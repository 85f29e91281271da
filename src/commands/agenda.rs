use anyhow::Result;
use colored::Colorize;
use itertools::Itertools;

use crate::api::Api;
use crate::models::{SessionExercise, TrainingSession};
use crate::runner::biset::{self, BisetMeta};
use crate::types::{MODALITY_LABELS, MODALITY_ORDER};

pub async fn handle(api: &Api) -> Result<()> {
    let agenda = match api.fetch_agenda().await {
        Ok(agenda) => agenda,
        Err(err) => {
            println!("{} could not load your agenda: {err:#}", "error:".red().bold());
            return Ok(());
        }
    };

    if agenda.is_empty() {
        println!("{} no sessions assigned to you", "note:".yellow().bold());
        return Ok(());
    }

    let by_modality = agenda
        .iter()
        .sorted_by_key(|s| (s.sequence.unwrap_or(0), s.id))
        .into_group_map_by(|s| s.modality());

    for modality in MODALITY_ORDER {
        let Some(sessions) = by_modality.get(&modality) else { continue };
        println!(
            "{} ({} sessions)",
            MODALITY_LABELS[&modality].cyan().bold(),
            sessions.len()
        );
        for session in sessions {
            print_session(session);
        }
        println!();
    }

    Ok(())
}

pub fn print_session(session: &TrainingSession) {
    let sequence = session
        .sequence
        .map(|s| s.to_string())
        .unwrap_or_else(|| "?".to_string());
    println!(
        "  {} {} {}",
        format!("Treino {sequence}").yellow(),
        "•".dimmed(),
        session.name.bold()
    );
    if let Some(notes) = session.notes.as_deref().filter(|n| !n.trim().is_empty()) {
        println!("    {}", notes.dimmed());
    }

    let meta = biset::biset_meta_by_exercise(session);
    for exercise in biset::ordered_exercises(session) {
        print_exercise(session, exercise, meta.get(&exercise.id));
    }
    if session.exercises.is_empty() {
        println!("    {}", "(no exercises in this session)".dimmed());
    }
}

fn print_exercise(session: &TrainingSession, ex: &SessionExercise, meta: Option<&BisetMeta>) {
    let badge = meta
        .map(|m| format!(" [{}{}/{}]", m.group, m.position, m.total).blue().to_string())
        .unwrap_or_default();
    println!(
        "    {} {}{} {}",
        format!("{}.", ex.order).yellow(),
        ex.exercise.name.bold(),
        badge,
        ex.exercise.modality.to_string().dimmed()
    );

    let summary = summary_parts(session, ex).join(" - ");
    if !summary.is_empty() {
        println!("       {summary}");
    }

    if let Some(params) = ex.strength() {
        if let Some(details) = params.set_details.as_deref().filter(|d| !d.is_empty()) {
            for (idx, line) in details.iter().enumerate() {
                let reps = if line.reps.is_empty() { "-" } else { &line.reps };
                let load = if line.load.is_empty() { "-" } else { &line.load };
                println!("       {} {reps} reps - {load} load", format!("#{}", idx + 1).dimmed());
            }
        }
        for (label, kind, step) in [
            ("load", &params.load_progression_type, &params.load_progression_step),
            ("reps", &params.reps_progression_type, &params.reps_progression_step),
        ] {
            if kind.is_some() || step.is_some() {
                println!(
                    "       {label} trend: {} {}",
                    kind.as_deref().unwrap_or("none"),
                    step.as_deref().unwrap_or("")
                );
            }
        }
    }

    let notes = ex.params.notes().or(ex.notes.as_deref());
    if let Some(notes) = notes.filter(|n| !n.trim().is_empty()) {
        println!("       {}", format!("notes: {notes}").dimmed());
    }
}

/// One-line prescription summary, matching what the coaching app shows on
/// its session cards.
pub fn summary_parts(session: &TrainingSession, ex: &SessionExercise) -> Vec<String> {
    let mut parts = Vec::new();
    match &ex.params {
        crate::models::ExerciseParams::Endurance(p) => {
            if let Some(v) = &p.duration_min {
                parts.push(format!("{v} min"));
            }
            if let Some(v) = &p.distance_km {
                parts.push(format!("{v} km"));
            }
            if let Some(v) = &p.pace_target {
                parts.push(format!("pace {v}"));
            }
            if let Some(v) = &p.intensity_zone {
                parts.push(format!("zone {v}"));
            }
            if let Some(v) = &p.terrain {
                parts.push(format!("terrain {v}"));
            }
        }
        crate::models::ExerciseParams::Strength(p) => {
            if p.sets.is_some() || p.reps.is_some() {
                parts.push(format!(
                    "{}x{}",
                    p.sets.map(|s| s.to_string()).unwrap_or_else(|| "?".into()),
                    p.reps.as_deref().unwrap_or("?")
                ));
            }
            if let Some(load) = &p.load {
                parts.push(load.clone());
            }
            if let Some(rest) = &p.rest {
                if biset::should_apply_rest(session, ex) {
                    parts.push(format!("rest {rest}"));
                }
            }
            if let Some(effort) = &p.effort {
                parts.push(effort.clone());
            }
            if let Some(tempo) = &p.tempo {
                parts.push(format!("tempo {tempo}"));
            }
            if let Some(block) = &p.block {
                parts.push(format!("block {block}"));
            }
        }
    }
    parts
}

**PROBLEM TO WORK ON:**
Where a line of the data holds the word "SessionExercise", copy that line.

**TASK ANSWER:**
use crate::models::{SessionExercise, TrainingSession};
fn print_exercise(session: &TrainingSession, ex: &SessionExercise, meta: Option<&BisetMeta>) {
pub fn summary_parts(session: &TrainingSession, ex: &SessionExercise) -> Vec<String> {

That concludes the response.